Speaker
Conclusions
By adopting standard protocols, such as WebDAV and NFS v4.1, dCache is allowing end-users to be agnostic to the nature of the storage. This lowers the barrier for new communities that need access to large storage, allowing them to use grid resources without modifying their software. This work is already bringing benefits to end-users.
Description of the work
The EMI project includes a programme where the storage elements are adopting industry standards. Within this programme dCache has adopting a trailblazer role: demonstrating the feasibility of adopting these industry standard protocols and demonstrating their functionality in production environments.
WebDAV is a industry standard protocol that allows end-users to read and write data. dCache has been adopting WebDAV, allow end-users to read and write data over the WAN. Within dCache, access via WebDAV is no different from other protocols: end-users experience a coherent namespace and are subject to the same set of access controls.
For local access dCache has implemented the NFS v4.1 protocol with pNFS, one of the first storage solution to do so. Through the use of realistic tests, dCache has demonstrated deploying NFS v4.1 for the high-throughput analysis work typical of HEP communities. There are sites in the process of rolling out NFS v4.1 support.
Overview
dCache is a hugely successful storage software that is currently deployed in 8 (out of 11) Tier-1 centres in WLCG and providing over 40% of the total storage capacity available to the LHC experiments. With dCache as a founding member, the EMI project has great experience in storage.

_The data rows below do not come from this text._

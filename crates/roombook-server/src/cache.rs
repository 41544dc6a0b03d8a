//! Availability cache with TTL and single-flight refresh.
//!
//! Each `(room, window)` key owns a slot guarded by its own async mutex. The
//! caller that takes the lock on an expired slot performs the upstream fetch
//! while holding it; concurrent callers for the same key queue on the lock and
//! pick up the result when it is released. Different keys never wait on each
//! other: the outer map lock is only held to look a slot up.
//!
//! Slots with a fetch in progress are never removed from the map, so callers
//! arriving later still queue behind that fetch. [`AvailabilityCache::invalidate`]
//! marks such a slot instead, and the result of the running fetch is stored
//! already expired.

use std::collections::HashMap;
use std::future::Future;
use std::sync::atomic::{AtomicBool, AtomicU64, Ordering};
use std::sync::{Arc, Mutex, PoisonError};
use std::time::Duration;

use roombook_core::{AvailabilityWindow, TimeWindow};
use roombook_protocol::CacheStats;
use roombook_providers::{UpstreamError, UpstreamResult};
use tokio::time::Instant;
use tracing::{debug, trace, warn};

/// Cache key: room id plus the minute-snapped query window.
#[derive(Debug, Clone, PartialEq, Eq, Hash)]
pub struct CacheKey {
    pub room_id: String,
    pub window: TimeWindow,
}

impl CacheKey {
    pub fn new(room_id: impl Into<String>, window: &TimeWindow) -> Self {
        Self {
            room_id: room_id.into(),
            window: window.snapped(),
        }
    }
}

/// A window returned by the cache.
#[derive(Debug, Clone, PartialEq, Eq)]
pub struct CachedWindow {
    pub window: AvailabilityWindow,
    /// The entry expired and its refresh failed.
    pub stale: bool,
}

#[derive(Debug)]
struct Entry {
    window: AvailabilityWindow,
    expires_at: Instant,
}

#[derive(Debug)]
struct SlotState {
    entry: Option<Entry>,
    last_access: Instant,
    /// Error of the most recent fetch, kept so queued callers can share it.
    last_error: Option<UpstreamError>,
}

#[derive(Debug)]
struct Slot {
    state: Arc<tokio::sync::Mutex<SlotState>>,
    /// Bumped after every completed fetch.
    generation: AtomicU64,
    /// Invalidated while locked; consumed by the next holder of the lock.
    invalidated: AtomicBool,
}

impl Slot {
    fn new(now: Instant) -> Self {
        Self {
            state: Arc::new(tokio::sync::Mutex::new(SlotState {
                entry: None,
                last_access: now,
                last_error: None,
            })),
            generation: AtomicU64::new(0),
            invalidated: AtomicBool::new(false),
        }
    }
}

#[derive(Debug, Default)]
struct Counters {
    hits: AtomicU64,
    misses: AtomicU64,
    stale_served: AtomicU64,
    fetches: AtomicU64,
    fetch_errors: AtomicU64,
}

/// Per-room availability cache.
#[derive(Debug)]
pub struct AvailabilityCache {
    ttl: Duration,
    idle_limit: Duration,
    slots: Mutex<HashMap<CacheKey, Arc<Slot>>>,
    counters: Counters,
}

impl AvailabilityCache {
    /// Idle slots are swept after this many TTLs by default.
    pub const DEFAULT_SWEEP_MULTIPLIER: u32 = 10;

    /// Creates an empty cache. `ttl` must be non-zero.
    pub fn new(ttl: Duration) -> Self {
        Self {
            ttl,
            idle_limit: ttl.saturating_mul(Self::DEFAULT_SWEEP_MULTIPLIER),
            slots: Mutex::new(HashMap::new()),
            counters: Counters::default(),
        }
    }

    /// Sets how many TTLs a slot may stay unused before [`sweep`](Self::sweep)
    /// drops it.
    #[must_use]
    pub fn with_sweep_multiplier(mut self, multiplier: u32) -> Self {
        self.idle_limit = self.ttl.saturating_mul(multiplier.max(1));
        self
    }

    pub fn ttl(&self) -> Duration {
        self.ttl
    }

    /// Returns the live window for `room_id` over `window`, calling `fetch`
    /// when there is none.
    ///
    /// `fetch` receives the snapped window and runs at most once per key at a
    /// time. When it fails and an expired entry exists, that entry is returned
    /// with `stale` set instead of the error.
    pub async fn get_or_fetch<F, Fut>(
        &self,
        room_id: &str,
        window: &TimeWindow,
        fetch: F,
    ) -> UpstreamResult<CachedWindow>
    where
        F: FnOnce(TimeWindow) -> Fut,
        Fut: Future<Output = UpstreamResult<AvailabilityWindow>>,
    {
        let key = CacheKey::new(room_id, window);
        let snapped = key.window;

        // The slot may be swept or invalidated between the lookup and the
        // lock; only the slot still in the map may fetch.
        let (slot, seen, mut state) = loop {
            let slot = self.slot(key.clone());
            let seen = slot.generation.load(Ordering::Acquire);
            let state = slot.state.clone().lock_owned().await;
            if self.holds(&key, &slot) {
                break (slot, seen, state);
            }
            trace!(room_id, "slot removed while waiting, retrying");
        };
        let now = Instant::now();
        state.last_access = now;
        if slot.invalidated.swap(false, Ordering::AcqRel) {
            state.entry = None;
            state.last_error = None;
        }

        if let Some(entry) = state.entry.as_ref().filter(|e| now < e.expires_at) {
            self.counters.hits.fetch_add(1, Ordering::Relaxed);
            trace!(room_id, "cache hit");
            return Ok(CachedWindow {
                window: entry.window.clone(),
                stale: false,
            });
        }

        // A fetch finished while we were queued and it failed: share it
        // rather than hitting the upstream again.
        if slot.generation.load(Ordering::Acquire) != seen {
            if let Some(ref error) = state.last_error {
                return match state.entry {
                    Some(ref entry) => {
                        self.counters.stale_served.fetch_add(1, Ordering::Relaxed);
                        Ok(CachedWindow {
                            window: entry.window.clone(),
                            stale: true,
                        })
                    }
                    None => Err(error.clone()),
                };
            }
        }

        self.counters.misses.fetch_add(1, Ordering::Relaxed);
        self.counters.fetches.fetch_add(1, Ordering::Relaxed);
        debug!(room_id, start = %snapped.start, end = %snapped.end, "cache miss, fetching");

        let result = fetch(snapped).await;
        slot.generation.fetch_add(1, Ordering::Release);

        match result {
            Ok(fresh) => {
                let expires_at = if slot.invalidated.swap(false, Ordering::AcqRel) {
                    debug!(room_id, "invalidated during fetch, storing as expired");
                    Instant::now()
                } else {
                    Instant::now() + self.ttl
                };
                state.entry = Some(Entry {
                    window: fresh.clone(),
                    expires_at,
                });
                state.last_error = None;
                Ok(CachedWindow {
                    window: fresh,
                    stale: false,
                })
            }
            Err(error) => {
                self.counters.fetch_errors.fetch_add(1, Ordering::Relaxed);
                state.last_error = Some(error.clone());
                match state.entry {
                    Some(ref entry) => {
                        warn!(
                            room_id,
                            code = error.code().as_str(),
                            error = %error,
                            "refresh failed, serving stale entry"
                        );
                        self.counters.stale_served.fetch_add(1, Ordering::Relaxed);
                        Ok(CachedWindow {
                            window: entry.window.clone(),
                            stale: true,
                        })
                    }
                    None => Err(error),
                }
            }
        }
    }

    /// Drops every entry of `room_id`. Returns how many were invalidated.
    ///
    /// Idle slots are removed. A slot whose lock is held keeps its place so
    /// queued callers stay behind the running fetch; it is marked and its
    /// entry is discarded by the next holder.
    pub fn invalidate(&self, room_id: &str) -> usize {
        let mut slots = self.slots.lock().unwrap_or_else(PoisonError::into_inner);
        let mut invalidated = 0;
        let mut busy = 0;
        slots.retain(|key, slot| {
            if key.room_id != room_id {
                return true;
            }
            invalidated += 1;
            match slot.state.try_lock() {
                Ok(_) => false,
                Err(_) => {
                    slot.invalidated.store(true, Ordering::Release);
                    busy += 1;
                    true
                }
            }
        });
        debug!(room_id, invalidated, busy, "invalidated cache entries");
        invalidated
    }

    /// Removes slots unused for longer than the idle limit.
    ///
    /// Slots with a fetch in progress are kept.
    pub fn sweep(&self, now: Instant) -> usize {
        let mut slots = self.slots.lock().unwrap_or_else(PoisonError::into_inner);
        let before = slots.len();
        slots.retain(|_, slot| match slot.state.try_lock() {
            Ok(state) => now.saturating_duration_since(state.last_access) <= self.idle_limit,
            Err(_) => true,
        });
        let removed = before - slots.len();
        if removed > 0 {
            debug!(removed, remaining = slots.len(), "swept idle cache entries");
        }
        removed
    }

    /// Number of slots currently held.
    pub fn len(&self) -> usize {
        self.slots.lock().unwrap_or_else(PoisonError::into_inner).len()
    }

    pub fn is_empty(&self) -> bool {
        self.len() == 0
    }

    pub fn stats(&self) -> CacheStats {
        CacheStats {
            entries: self.len(),
            hits: self.counters.hits.load(Ordering::Relaxed),
            misses: self.counters.misses.load(Ordering::Relaxed),
            stale_served: self.counters.stale_served.load(Ordering::Relaxed),
            fetches: self.counters.fetches.load(Ordering::Relaxed),
            fetch_errors: self.counters.fetch_errors.load(Ordering::Relaxed),
        }
    }

    /// Whether `slot` is still the one stored under `key`.
    fn holds(&self, key: &CacheKey, slot: &Arc<Slot>) -> bool {
        self.slots
            .lock()
            .unwrap_or_else(PoisonError::into_inner)
            .get(key)
            .is_some_and(|current| Arc::ptr_eq(current, slot))
    }

    fn slot(&self, key: CacheKey) -> Arc<Slot> {
        let mut slots = self.slots.lock().unwrap_or_else(PoisonError::into_inner);
        slots
            .entry(key)
            .or_insert_with(|| Arc::new(Slot::new(Instant::now())))
            .clone()
    }
}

The HEP community has a tradition of building their own protocols for LAN and WAN access to data. This is because the existing protocols have proven unable to sustain the required throughput.
Unfortunately, these non-standard protocols introduces a major barrier to new communities adopting grid computing. These communities may have custom software that would need to made "grid-aware"; the end-users may be using commercial off-the-shelf analysis software that cannot be modify.
Recent developments in industry mean that a large storage system,
such as dCache, must adopt industry standards to remain competitive with solutions from HPSS, NetApp, EMC^2, Panasas,
Dell-DDN, etc, without sacrificing throughput
Impact
dCache's adoption of WebDAV means that end-users can access their data on their choice of platform, with their choice of access tool. There are WebDAV clients for all major computing platforms, which often supplied as part of the operating system.
Several sites are deploying dCache with WebDAV specifically to allow end-users outside the HEP community to have access to large data storage; for example, dCache and WebDAV forms the basis of the Swedish National Infrastructure for Computing (SNIC) national storage facility: SweStore. SweStore aims to support non-HEP communities such as climate modelling, bioinformatics and bioimaging.
With the availability of native support for NFS v4.1 in the various operating systems, a site-administrator can simply mount the large data stored in dCache on local analysis machines. Programs running on those machines may access data like any other file, without modification. This permits dCache to support analysis work-flows that uses software that cannot be modified to support HEP-specific protocols, which permits analysis facilities and compute farms to support a much wider range of analysis activity.
Adopting NFS v4.1 also brings advantages to site administrators. Adoption of standard protocols allows a mix-and-match approach, where storage from different vendors may be combined, based on their relative benefits, to produce a coherent storage solution. The standard also provides better toolage for monitoring.